Alejandra Costamagna: "Del ridículo cotidiano no se escapa nadie"
Por Álvaro Matus
Revista de Libros de El Mercurio, Domingo 18 de noviembre de 2007
"Dile que no estoy", su cuarta novela, explicita desde el título la profunda incomunicación que existe entre un padre y su hijo. Pero la historia es también una reflexión sobre el arte y un contrapunto entre la vida santiaguina y la de provincia.

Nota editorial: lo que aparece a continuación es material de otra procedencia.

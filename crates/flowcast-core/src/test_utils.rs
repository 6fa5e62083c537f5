//! Test utilities for flowcast-core
//!
//! Fixture builders for streams and snapshots, a ready-made scenario source,
//! and a source that always fails (for upstream error propagation tests).

use chrono::NaiveDate;

use crate::db::Database;
use crate::error::{Error, Result};
use crate::models::{
    FixedPeriod, FlowDirection, NewSnapshot, NewStream, Provider, Snapshot, Stream, StreamQuery,
};
use crate::source::{InMemorySource, StreamSource};

/// Parse a `YYYY-MM-DD` literal
pub fn date(s: &str) -> NaiveDate {
    NaiveDate::parse_from_str(s, "%Y-%m-%d").expect("fixture date must be YYYY-MM-DD")
}

/// A USD snapshot for a stream
pub fn snapshot(stream_id: i64, on: &str, usd: f64) -> Snapshot {
    Snapshot {
        stream_id,
        date: date(on),
        amount: usd,
        currency: "USD".to_string(),
        usd_amount: usd,
        exchange_rate: 1.0,
        rate_source: None,
    }
}

/// A snapshot recorded in another currency
pub fn foreign_snapshot(stream_id: i64, on: &str, amount: f64, currency: &str, rate: f64) -> Snapshot {
    Snapshot {
        stream_id,
        date: date(on),
        amount,
        currency: currency.to_string(),
        usd_amount: amount * rate,
        exchange_rate: rate,
        rate_source: Some("fixture".to_string()),
    }
}

/// A variable stream without snapshots
pub fn stream(id: i64, name: &str, direction: FlowDirection) -> Stream {
    Stream {
        id,
        provider_id: None,
        name: name.to_string(),
        category: None,
        direction,
        is_fixed: false,
        fixed_period: None,
        snapshots: vec![],
    }
}

/// A fixed stream with the given schedule
pub fn fixed_stream(id: i64, name: &str, direction: FlowDirection, period: FixedPeriod) -> Stream {
    Stream {
        is_fixed: true,
        fixed_period: Some(period),
        ..stream(id, name, direction)
    }
}

/// Attach snapshots `(date, usd)` to a stream
pub fn with_snapshots(mut stream: Stream, points: &[(&str, f64)]) -> Stream {
    let id = stream.id;
    stream.snapshots = points.iter().map(|(d, v)| snapshot(id, d, *v)).collect();
    stream.snapshots.sort_by_key(|s| s.date);
    stream
}

/// Three $100 incomes and two $40 outcomes in January 2024
pub fn january_scenario() -> InMemorySource {
    let income = with_snapshots(
        stream(1, "Consulting", FlowDirection::Income),
        &[("2024-01-05", 100.0), ("2024-01-15", 100.0), ("2024-01-25", 100.0)],
    );
    let outcome = with_snapshots(
        stream(2, "Hosting", FlowDirection::Outcome),
        &[("2024-01-10", 40.0), ("2024-01-20", 40.0)],
    );
    InMemorySource::new(vec![income, outcome], vec![])
}

/// A mixed household with fixed salary, variable freelance income, and two
/// expense streams across two providers
pub fn household() -> InMemorySource {
    let mut salary = with_snapshots(
        fixed_stream(1, "Salary", FlowDirection::Income, FixedPeriod::Monthly),
        &[
            ("2024-01-31", 3000.0),
            ("2024-02-29", 3000.0),
            ("2024-03-31", 3000.0),
            ("2024-04-30", 3000.0),
        ],
    );
    salary.provider_id = Some(1);
    salary.category = Some("Employment".to_string());

    let mut freelance = with_snapshots(
        stream(2, "Freelance", FlowDirection::Income),
        &[
            ("2024-01-12", 800.0),
            ("2024-02-14", 1000.0),
            ("2024-03-11", 900.0),
            ("2024-04-16", 1100.0),
        ],
    );
    freelance.provider_id = Some(2);
    freelance.category = Some("Contracting".to_string());

    let mut rent = with_snapshots(
        fixed_stream(3, "Rent", FlowDirection::Outcome, FixedPeriod::Monthly),
        &[
            ("2024-01-01", 1500.0),
            ("2024-02-01", 1500.0),
            ("2024-03-01", 1500.0),
            ("2024-04-01", 1500.0),
        ],
    );
    rent.provider_id = Some(1);
    rent.category = Some("Housing".to_string());

    let mut groceries = with_snapshots(
        stream(4, "Groceries", FlowDirection::Outcome),
        &[
            ("2024-01-06", 120.0),
            ("2024-01-20", 140.0),
            ("2024-02-03", 110.0),
            ("2024-03-09", 160.0),
            ("2024-04-13", 150.0),
        ],
    );
    groceries.category = Some("Food".to_string());

    InMemorySource::new(
        vec![salary, freelance, rent, groceries],
        vec![
            Provider {
                id: 1,
                name: "Acme Corp".to_string(),
            },
            Provider {
                id: 2,
                name: "Upwork".to_string(),
            },
        ],
    )
}

/// Write every stream of an in-memory source into a store
pub fn seed_database(db: &Database, source: &InMemorySource) -> Result<()> {
    let providers = source.fetch_providers()?;
    for stream in source.streams() {
        let provider = stream
            .provider_id
            .and_then(|id| providers.iter().find(|p| p.id == id))
            .map(|p| p.name.clone());
        let stream_id = db.upsert_stream(&NewStream {
            provider,
            name: stream.name.clone(),
            category: stream.category.clone(),
            direction: stream.direction,
            is_fixed: stream.is_fixed,
            fixed_period: stream.fixed_period,
        })?;
        for snap in &stream.snapshots {
            db.upsert_snapshot(
                stream_id,
                &NewSnapshot {
                    date: snap.date,
                    amount: snap.amount,
                    currency: snap.currency.clone(),
                    usd_amount: snap.usd_amount,
                    exchange_rate: snap.exchange_rate,
                    rate_source: snap.rate_source.clone(),
                },
            )?;
        }
    }
    Ok(())
}

/// An in-memory store holding the [`household`] scenario
pub fn household_database() -> Database {
    let db = Database::in_memory().expect("in-memory store");
    seed_database(&db, &household()).expect("seed household");
    db
}

/// A stream source whose every call fails
#[derive(Debug, Default)]
pub struct FailingSource;

impl StreamSource for FailingSource {
    fn fetch_streams(&self, _query: &StreamQuery) -> Result<Vec<Stream>> {
        Err(Error::Upstream("stream store unavailable".to_string()))
    }

    fn fetch_providers(&self) -> Result<Vec<Provider>> {
        Err(Error::Upstream("stream store unavailable".to_string()))
    }
}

El lugar que ocupa la familia en las novelas es siempre significativo. Incluso la historia de la literatura, sugiere Saer, podría concebirse a partir del modo en que aparecen las relaciones entre padres, hijos y hermanos. Basta recordar las luchas encarnizadas de Los hermanos Karamazov, la frialdad del protagonista de El extranjero durante el entierro de su madre o las palabras cortantes de Beckett en Molloy: "Mi hijo sólo iba a servirme de estorbo", "Le prohibiría llamarme papá", "No le perdonaría nada".
Por un camino así de espinoso avanza Alejandra Costamagna, autora de novelas y cuentos atravesados por la angustia, la incapacidad de comunicación y las deslealtades. Cansada ya del sol (2002), por ejemplo, es una historia de silencios que terminan por salir a flote, provocando así el quiebre entre un padre y su hija.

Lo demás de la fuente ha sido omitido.